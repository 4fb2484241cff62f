use std::cmp::Ordering;
use std::collections::HashSet;
use std::path::{Path, PathBuf};
use std::str::FromStr;

use crate::classify::{classify, Classification, Tier};
use crate::record::FileRecord;

/// Records accumulated by the consumer side of a scan. Each path appears at
/// most once.
#[derive(Debug, Default, Clone)]
pub struct ResultSet {
    records: Vec<FileRecord>,
    paths: HashSet<PathBuf>,
}

impl ResultSet {
    pub fn new() -> Self {
        Self::default()
    }

    /// Returns false, leaving the set unchanged, when the path is already present.
    pub fn insert(&mut self, record: FileRecord) -> bool {
        if !self.paths.insert(record.path().to_path_buf()) {
            return false;
        }
        self.records.push(record);
        true
    }

    pub fn len(&self) -> usize {
        self.records.len()
    }

    pub fn is_empty(&self) -> bool {
        self.records.is_empty()
    }

    pub fn contains(&self, path: &Path) -> bool {
        self.paths.contains(path)
    }

    pub fn records(&self) -> &[FileRecord] {
        &self.records
    }

    pub fn total_bytes(&self) -> u64 {
        self.records.iter().map(|r| r.size_bytes()).sum()
    }

    pub fn clear(&mut self) {
        self.records.clear();
        self.paths.clear();
    }

    /// Drops records whose file no longer exists. Returns how many were removed.
    pub fn retain_existing(&mut self) -> usize {
        let before = self.records.len();
        let paths = &mut self.paths;
        self.records.retain(|record| {
            let exists = record.path().symlink_metadata().is_ok();
            if !exists {
                paths.remove(record.path());
            }
            exists
        });
        before - self.records.len()
    }

    /// Sorted, filtered and truncated rows for display.
    pub fn view(&self, options: &ViewOptions) -> Vec<ResultRow<'_>> {
        let mut rows: Vec<ResultRow<'_>> = self
            .records
            .iter()
            .map(|record| ResultRow {
                record,
                classification: classify(record.path()),
            })
            .filter(|row| options.tiers.shows(row.classification.tier))
            .collect();

        rows.sort_by(|a, b| {
            let ordering = options.sort.compare(a, b);
            let ordering = match options.direction {
                SortDirection::Ascending => ordering,
                SortDirection::Descending => ordering.reverse(),
            };
            ordering.then_with(|| a.record.path().cmp(b.record.path()))
        });

        if let Some(top_n) = options.top_n {
            rows.truncate(top_n);
        }
        rows
    }
}

/// One displayed record with its classification.
#[derive(Debug, Clone)]
pub struct ResultRow<'a> {
    pub record: &'a FileRecord,
    pub classification: Classification,
}

#[derive(Debug, Clone, Copy, PartialEq, Eq, Default)]
pub enum SortKey {
    Status,
    Name,
    Dir,
    #[default]
    Size,
    Created,
}

impl SortKey {
    /// Newly selected size and date columns start largest / newest first.
    pub fn default_direction(&self) -> SortDirection {
        match self {
            SortKey::Size | SortKey::Created => SortDirection::Descending,
            SortKey::Status | SortKey::Name | SortKey::Dir => SortDirection::Ascending,
        }
    }

    fn compare(&self, a: &ResultRow<'_>, b: &ResultRow<'_>) -> Ordering {
        match self {
            SortKey::Status => a
                .classification
                .tier
                .rank()
                .cmp(&b.classification.tier.rank()),
            SortKey::Name => a
                .record
                .base_name()
                .to_lowercase()
                .cmp(&b.record.base_name().to_lowercase()),
            SortKey::Dir => a
                .record
                .dir_name()
                .to_lowercase()
                .cmp(&b.record.dir_name().to_lowercase()),
            SortKey::Size => a.record.size_bytes().cmp(&b.record.size_bytes()),
            SortKey::Created => a.record.created_at().cmp(&b.record.created_at()),
        }
    }
}

impl FromStr for SortKey {
    type Err = String;

    fn from_str(s: &str) -> Result<Self, Self::Err> {
        match s.trim().to_lowercase().as_str() {
            "status" | "tier" => Ok(SortKey::Status),
            "name" => Ok(SortKey::Name),
            "dir" | "directory" => Ok(SortKey::Dir),
            "size" => Ok(SortKey::Size),
            "created" | "date" => Ok(SortKey::Created),
            other => Err(format!(
                "unknown sort key '{}' (expected status, name, dir, size or created)",
                other
            )),
        }
    }
}

#[derive(Debug, Clone, Copy, PartialEq, Eq)]
pub enum SortDirection {
    Ascending,
    Descending,
}

impl SortDirection {
    pub fn flipped(self) -> Self {
        match self {
            SortDirection::Ascending => SortDirection::Descending,
            SortDirection::Descending => SortDirection::Ascending,
        }
    }
}

/// Which tiers are visible. System files are hidden unless asked for.
#[derive(Debug, Clone, Copy, PartialEq, Eq)]
pub struct TierFilter {
    pub safe: bool,
    pub caution: bool,
    pub system: bool,
}

impl Default for TierFilter {
    fn default() -> Self {
        Self {
            safe: true,
            caution: true,
            system: false,
        }
    }
}

impl TierFilter {
    pub fn only(tiers: &[Tier]) -> Self {
        Self {
            safe: tiers.contains(&Tier::Safe),
            caution: tiers.contains(&Tier::Caution),
            system: tiers.contains(&Tier::System),
        }
    }

    pub fn shows(&self, tier: Tier) -> bool {
        match tier {
            Tier::Safe => self.safe,
            Tier::Caution => self.caution,
            Tier::System => self.system,
        }
    }

    pub fn toggle(&mut self, tier: Tier) {
        match tier {
            Tier::Safe => self.safe = !self.safe,
            Tier::Caution => self.caution = !self.caution,
            Tier::System => self.system = !self.system,
        }
    }
}

#[derive(Debug, Clone, PartialEq, Eq)]
pub struct ViewOptions {
    pub sort: SortKey,
    pub direction: SortDirection,
    pub tiers: TierFilter,
    pub top_n: Option<usize>,
}

impl Default for ViewOptions {
    fn default() -> Self {
        let sort = SortKey::default();
        Self {
            sort,
            direction: sort.default_direction(),
            tiers: TierFilter::default(),
            top_n: None,
        }
    }
}

impl ViewOptions {
    /// Selecting the active key flips the direction; selecting another key
    /// switches to it with that key's default direction.
    pub fn select_sort(&mut self, key: SortKey) {
        if self.sort == key {
            self.direction = self.direction.flipped();
        } else {
            self.sort = key;
            self.direction = key.default_direction();
        }
    }
}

━━━━━━━━━━━━━━━━

#### [About this task]
Each line of the material above should be restated word for word.

#### [Exercise solution]
repository 4fb2484241cff62f
use std::cmp::Ordering;
use std::collections::HashSet;
use std::path::{Path, PathBuf};
use std::str::FromStr;

use crate::classify::{classify, Classification, Tier};
use crate::record::FileRecord;

/// Records accumulated by the consumer side of a scan. Each path appears at
/// most once.
#[derive(Debug, Default, Clone)]
pub struct ResultSet {
    records: Vec<FileRecord>,
    paths: HashSet<PathBuf>,
}

impl ResultSet {
    pub fn new() -> Self {
        Self::default()
    }

    /// Returns false, leaving the set unchanged, when the path is already present.
    pub fn insert(&mut self, record: FileRecord) -> bool {
        if !self.paths.insert(record.path().to_path_buf()) {
            return false;
        }
        self.records.push(record);
        true
    }

    pub fn len(&self) -> usize {
        self.records.len()
    }

    pub fn is_empty(&self) -> bool {
        self.records.is_empty()
    }

    pub fn contains(&self, path: &Path) -> bool {
        self.paths.contains(path)
    }

    pub fn records(&self) -> &[FileRecord] {
        &self.records
    }

    pub fn total_bytes(&self) -> u64 {
        self.records.iter().map(|r| r.size_bytes()).sum()
    }

    pub fn clear(&mut self) {
        self.records.clear();
        self.paths.clear();
    }

    /// Drops records whose file no longer exists. Returns how many were removed.
    pub fn retain_existing(&mut self) -> usize {
        let before = self.records.len();
        let paths = &mut self.paths;
        self.records.retain(|record| {
            let exists = record.path().symlink_metadata().is_ok();
            if !exists {
                paths.remove(record.path());
            }
            exists
        });
        before - self.records.len()
    }

    /// Sorted, filtered and truncated rows for display.
    pub fn view(&self, options: &ViewOptions) -> Vec<ResultRow<'_>> {
        let mut rows: Vec<ResultRow<'_>> = self
            .records
            .iter()
            .map(|record| ResultRow {
                record,
                classification: classify(record.path()),
            })
            .filter(|row| options.tiers.shows(row.classification.tier))
            .collect();

        rows.sort_by(|a, b| {
            let ordering = options.sort.compare(a, b);
            let ordering = match options.direction {
                SortDirection::Ascending => ordering,
                SortDirection::Descending => ordering.reverse(),
            };
            ordering.then_with(|| a.record.path().cmp(b.record.path()))
        });

        if let Some(top_n) = options.top_n {
            rows.truncate(top_n);
        }
        rows
    }
}

/// One displayed record with its classification.
#[derive(Debug, Clone)]
pub struct ResultRow<'a> {
    pub record: &'a FileRecord,
    pub classification: Classification,
}

#[derive(Debug, Clone, Copy, PartialEq, Eq, Default)]
pub enum SortKey {
    Status,
    Name,
    Dir,
    #[default]
    Size,
    Created,
}

impl SortKey {
    /// Newly selected size and date columns start largest / newest first.
    pub fn default_direction(&self) -> SortDirection {
        match self {
            SortKey::Size | SortKey::Created => SortDirection::Descending,
            SortKey::Status | SortKey::Name | SortKey::Dir => SortDirection::Ascending,
        }
    }

    fn compare(&self, a: &ResultRow<'_>, b: &ResultRow<'_>) -> Ordering {
        match self {
            SortKey::Status => a
                .classification
                .tier
                .rank()
                .cmp(&b.classification.tier.rank()),
            SortKey::Name => a
                .record
                .base_name()
                .to_lowercase()
                .cmp(&b.record.base_name().to_lowercase()),
            SortKey::Dir => a
                .record
                .dir_name()
                .to_lowercase()
                .cmp(&b.record.dir_name().to_lowercase()),
            SortKey::Size => a.record.size_bytes().cmp(&b.record.size_bytes()),
            SortKey::Created => a.record.created_at().cmp(&b.record.created_at()),
        }
    }
}

impl FromStr for SortKey {
    type Err = String;

    fn from_str(s: &str) -> Result<Self, Self::Err> {
        match s.trim().to_lowercase().as_str() {
            "status" | "tier" => Ok(SortKey::Status),
            "name" => Ok(SortKey::Name),
            "dir" | "directory" => Ok(SortKey::Dir),
            "size" => Ok(SortKey::Size),
            "created" | "date" => Ok(SortKey::Created),
            other => Err(format!(
                "unknown sort key '{}' (expected status, name, dir, size or created)",
                other
            )),
        }
    }
}

#[derive(Debug, Clone, Copy, PartialEq, Eq)]
pub enum SortDirection {
    Ascending,
    Descending,
}

impl SortDirection {
    pub fn flipped(self) -> Self {
        match self {
            SortDirection::Ascending => SortDirection::Descending,
            SortDirection::Descending => SortDirection::Ascending,
        }
    }
}

/// Which tiers are visible. System files are hidden unless asked for.
#[derive(Debug, Clone, Copy, PartialEq, Eq)]
pub struct TierFilter {
    pub safe: bool,
    pub caution: bool,
    pub system: bool,
}

impl Default for TierFilter {
    fn default() -> Self {
        Self {
            safe: true,
            caution: true,
            system: false,
        }
    }
}

impl TierFilter {
    pub fn only(tiers: &[Tier]) -> Self {
        Self {
            safe: tiers.contains(&Tier::Safe),
            caution: tiers.contains(&Tier::Caution),
            system: tiers.contains(&Tier::System),
        }
    }

    pub fn shows(&self, tier: Tier) -> bool {
        match tier {
            Tier::Safe => self.safe,
            Tier::Caution => self.caution,
            Tier::System => self.system,
        }
    }

    pub fn toggle(&mut self, tier: Tier) {
        match tier {
            Tier::Safe => self.safe = !self.safe,
            Tier::Caution => self.caution = !self.caution,
            Tier::System => self.system = !self.system,
        }
    }
}

#[derive(Debug, Clone, PartialEq, Eq)]
pub struct ViewOptions {
    pub sort: SortKey,
    pub direction: SortDirection,
    pub tiers: TierFilter,
    pub top_n: Option<usize>,
}

impl Default for ViewOptions {
    fn default() -> Self {
        let sort = SortKey::default();
        Self {
            sort,
            direction: sort.default_direction(),
            tiers: TierFilter::default(),
            top_n: None,
        }
    }
}

impl ViewOptions {
    /// Selecting the active key flips the direction; selecting another key
    /// switches to it with that key's default direction.
    pub fn select_sort(&mut self, key: SortKey) {
        if self.sort == key {
            self.direction = self.direction.flipped();
        } else {
            self.sort = key;
            self.direction = key.default_direction();
        }
    }
}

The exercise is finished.